• _WORK TASK_
Every line with "sync" in it should be copied from the data.

• _SOURCE DATA_
___
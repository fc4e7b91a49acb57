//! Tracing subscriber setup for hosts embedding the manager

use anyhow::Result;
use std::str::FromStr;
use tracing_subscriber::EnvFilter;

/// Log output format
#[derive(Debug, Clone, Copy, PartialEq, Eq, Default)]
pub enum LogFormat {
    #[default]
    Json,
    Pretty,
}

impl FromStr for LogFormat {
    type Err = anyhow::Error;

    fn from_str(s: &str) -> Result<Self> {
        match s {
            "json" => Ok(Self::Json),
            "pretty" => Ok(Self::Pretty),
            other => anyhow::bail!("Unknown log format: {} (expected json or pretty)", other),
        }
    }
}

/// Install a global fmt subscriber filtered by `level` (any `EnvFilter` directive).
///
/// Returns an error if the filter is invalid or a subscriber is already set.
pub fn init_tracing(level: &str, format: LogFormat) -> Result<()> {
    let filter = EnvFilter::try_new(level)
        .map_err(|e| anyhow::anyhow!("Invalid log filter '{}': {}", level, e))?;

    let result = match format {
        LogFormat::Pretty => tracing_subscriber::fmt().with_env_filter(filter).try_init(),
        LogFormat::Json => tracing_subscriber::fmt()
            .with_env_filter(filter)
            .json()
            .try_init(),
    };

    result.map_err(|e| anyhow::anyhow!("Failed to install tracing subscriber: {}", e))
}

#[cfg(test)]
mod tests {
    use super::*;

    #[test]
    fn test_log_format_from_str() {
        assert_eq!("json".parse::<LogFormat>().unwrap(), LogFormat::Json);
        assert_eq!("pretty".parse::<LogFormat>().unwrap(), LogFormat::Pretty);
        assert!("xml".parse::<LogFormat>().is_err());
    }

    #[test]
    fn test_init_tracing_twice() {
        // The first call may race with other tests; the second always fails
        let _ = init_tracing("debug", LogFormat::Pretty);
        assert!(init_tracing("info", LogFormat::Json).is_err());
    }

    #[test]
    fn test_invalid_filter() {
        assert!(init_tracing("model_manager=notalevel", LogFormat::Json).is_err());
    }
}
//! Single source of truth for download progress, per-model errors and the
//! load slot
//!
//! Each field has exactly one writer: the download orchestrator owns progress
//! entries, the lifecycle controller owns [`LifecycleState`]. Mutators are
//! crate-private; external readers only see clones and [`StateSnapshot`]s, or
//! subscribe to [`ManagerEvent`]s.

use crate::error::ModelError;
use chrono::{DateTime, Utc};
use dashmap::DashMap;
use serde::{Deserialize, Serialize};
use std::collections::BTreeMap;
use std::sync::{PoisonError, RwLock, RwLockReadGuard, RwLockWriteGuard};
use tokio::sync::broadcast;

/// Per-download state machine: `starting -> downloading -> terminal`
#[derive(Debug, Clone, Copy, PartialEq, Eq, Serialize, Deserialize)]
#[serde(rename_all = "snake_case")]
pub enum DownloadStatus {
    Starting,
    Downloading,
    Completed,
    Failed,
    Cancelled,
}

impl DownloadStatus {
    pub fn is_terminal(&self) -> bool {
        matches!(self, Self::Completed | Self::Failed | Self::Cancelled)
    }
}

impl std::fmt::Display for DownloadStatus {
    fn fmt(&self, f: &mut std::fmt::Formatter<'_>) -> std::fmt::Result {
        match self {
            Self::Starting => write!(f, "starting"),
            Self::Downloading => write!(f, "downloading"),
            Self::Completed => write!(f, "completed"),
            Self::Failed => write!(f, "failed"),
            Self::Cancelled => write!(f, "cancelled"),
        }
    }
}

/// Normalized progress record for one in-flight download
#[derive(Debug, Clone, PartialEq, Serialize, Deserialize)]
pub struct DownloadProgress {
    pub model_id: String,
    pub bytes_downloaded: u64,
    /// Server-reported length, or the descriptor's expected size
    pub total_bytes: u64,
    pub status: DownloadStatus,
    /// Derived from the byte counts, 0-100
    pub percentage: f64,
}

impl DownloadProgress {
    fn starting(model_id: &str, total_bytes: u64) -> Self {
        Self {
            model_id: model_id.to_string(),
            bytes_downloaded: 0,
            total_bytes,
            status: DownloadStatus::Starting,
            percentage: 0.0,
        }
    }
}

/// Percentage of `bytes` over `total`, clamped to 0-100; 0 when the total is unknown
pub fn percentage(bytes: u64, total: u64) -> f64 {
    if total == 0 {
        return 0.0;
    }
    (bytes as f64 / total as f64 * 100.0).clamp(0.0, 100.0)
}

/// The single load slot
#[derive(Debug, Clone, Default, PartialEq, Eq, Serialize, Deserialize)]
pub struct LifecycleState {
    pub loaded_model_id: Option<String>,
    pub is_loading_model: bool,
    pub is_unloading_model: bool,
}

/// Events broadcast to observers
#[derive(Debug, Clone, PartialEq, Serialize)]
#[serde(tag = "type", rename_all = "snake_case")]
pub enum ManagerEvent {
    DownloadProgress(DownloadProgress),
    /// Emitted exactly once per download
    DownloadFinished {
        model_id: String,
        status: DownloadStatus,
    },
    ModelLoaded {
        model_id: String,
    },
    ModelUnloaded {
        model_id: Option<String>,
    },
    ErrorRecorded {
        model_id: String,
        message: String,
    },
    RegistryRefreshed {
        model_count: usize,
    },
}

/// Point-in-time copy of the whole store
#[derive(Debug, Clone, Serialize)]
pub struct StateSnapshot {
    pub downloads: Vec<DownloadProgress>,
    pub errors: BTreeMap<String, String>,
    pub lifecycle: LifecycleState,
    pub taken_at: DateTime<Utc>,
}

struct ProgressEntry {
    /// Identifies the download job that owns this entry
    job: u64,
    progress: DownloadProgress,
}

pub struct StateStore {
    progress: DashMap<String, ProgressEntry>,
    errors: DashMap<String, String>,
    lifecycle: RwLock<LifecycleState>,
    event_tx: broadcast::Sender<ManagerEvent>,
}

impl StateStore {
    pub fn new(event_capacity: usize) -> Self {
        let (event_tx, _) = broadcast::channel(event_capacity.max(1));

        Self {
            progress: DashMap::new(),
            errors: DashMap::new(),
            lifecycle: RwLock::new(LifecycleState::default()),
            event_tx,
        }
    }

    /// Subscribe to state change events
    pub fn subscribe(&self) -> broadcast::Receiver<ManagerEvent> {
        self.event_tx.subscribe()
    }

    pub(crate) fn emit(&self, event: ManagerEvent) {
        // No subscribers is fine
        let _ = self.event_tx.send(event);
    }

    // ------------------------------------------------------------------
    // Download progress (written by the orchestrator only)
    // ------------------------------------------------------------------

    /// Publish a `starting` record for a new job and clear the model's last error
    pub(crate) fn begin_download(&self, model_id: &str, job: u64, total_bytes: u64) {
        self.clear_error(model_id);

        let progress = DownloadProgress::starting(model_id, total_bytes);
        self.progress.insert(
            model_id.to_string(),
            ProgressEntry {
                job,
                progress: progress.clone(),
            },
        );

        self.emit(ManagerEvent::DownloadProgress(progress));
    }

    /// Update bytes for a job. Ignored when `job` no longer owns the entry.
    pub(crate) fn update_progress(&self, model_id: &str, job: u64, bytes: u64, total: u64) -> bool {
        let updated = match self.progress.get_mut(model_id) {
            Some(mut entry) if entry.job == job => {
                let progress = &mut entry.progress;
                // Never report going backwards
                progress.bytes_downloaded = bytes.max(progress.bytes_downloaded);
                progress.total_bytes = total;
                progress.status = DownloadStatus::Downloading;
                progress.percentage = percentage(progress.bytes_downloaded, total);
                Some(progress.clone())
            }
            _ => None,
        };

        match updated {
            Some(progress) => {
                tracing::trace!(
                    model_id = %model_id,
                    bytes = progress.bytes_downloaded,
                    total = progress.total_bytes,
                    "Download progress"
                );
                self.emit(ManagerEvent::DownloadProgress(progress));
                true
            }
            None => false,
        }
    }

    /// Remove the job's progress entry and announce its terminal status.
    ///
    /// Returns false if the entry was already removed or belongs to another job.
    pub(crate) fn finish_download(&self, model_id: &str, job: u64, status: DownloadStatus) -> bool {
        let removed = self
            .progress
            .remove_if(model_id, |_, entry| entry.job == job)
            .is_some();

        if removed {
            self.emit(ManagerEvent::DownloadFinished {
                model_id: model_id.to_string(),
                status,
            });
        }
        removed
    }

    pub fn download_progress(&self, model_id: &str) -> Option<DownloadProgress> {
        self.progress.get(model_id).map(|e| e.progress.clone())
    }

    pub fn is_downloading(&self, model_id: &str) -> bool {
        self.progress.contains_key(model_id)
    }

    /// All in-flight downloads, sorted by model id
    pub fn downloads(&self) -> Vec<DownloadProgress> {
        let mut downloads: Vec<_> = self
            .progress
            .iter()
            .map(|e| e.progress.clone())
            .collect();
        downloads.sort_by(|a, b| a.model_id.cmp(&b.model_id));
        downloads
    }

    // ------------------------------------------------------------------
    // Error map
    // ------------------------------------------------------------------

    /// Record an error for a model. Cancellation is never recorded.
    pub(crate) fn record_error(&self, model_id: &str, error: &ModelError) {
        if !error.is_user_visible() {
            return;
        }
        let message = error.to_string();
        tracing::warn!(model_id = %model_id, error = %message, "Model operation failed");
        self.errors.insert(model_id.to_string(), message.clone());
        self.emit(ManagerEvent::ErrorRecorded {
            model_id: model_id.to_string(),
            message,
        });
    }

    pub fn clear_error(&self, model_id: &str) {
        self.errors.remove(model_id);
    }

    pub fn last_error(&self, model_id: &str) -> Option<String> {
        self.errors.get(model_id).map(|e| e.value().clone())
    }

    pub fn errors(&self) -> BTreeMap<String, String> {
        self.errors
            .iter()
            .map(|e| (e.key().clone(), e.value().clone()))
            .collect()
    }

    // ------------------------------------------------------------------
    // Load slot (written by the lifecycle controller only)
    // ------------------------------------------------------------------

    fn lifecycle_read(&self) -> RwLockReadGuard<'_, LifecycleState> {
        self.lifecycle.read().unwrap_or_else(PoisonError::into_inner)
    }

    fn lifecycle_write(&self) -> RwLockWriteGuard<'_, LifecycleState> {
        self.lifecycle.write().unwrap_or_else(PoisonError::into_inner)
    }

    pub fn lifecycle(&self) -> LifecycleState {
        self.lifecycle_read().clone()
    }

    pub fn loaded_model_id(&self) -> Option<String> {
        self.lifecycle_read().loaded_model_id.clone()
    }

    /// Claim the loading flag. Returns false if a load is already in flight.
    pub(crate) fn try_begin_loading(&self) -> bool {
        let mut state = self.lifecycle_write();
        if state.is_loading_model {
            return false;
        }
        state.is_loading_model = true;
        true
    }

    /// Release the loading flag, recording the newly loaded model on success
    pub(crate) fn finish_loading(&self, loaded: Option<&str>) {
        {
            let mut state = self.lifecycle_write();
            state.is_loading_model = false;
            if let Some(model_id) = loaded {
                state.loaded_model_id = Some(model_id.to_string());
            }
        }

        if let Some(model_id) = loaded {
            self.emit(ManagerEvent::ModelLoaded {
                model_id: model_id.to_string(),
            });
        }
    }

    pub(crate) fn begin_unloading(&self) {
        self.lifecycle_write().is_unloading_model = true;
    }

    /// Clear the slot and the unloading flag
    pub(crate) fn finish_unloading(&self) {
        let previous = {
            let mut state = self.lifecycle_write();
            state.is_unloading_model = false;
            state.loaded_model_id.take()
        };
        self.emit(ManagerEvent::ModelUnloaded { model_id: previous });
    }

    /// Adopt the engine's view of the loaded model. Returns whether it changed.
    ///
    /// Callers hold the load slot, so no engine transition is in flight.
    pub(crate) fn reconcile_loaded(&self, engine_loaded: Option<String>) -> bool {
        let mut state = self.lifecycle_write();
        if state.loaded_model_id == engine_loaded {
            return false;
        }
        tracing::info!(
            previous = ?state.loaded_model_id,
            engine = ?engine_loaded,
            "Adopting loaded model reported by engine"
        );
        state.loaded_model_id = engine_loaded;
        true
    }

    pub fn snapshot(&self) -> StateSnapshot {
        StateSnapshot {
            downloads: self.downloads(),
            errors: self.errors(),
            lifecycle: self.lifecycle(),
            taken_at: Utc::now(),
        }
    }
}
___
• _RESULT OF THE EXERCISE_
use std::sync::{PoisonError, RwLock, RwLockReadGuard, RwLockWriteGuard};
use tokio::sync::broadcast;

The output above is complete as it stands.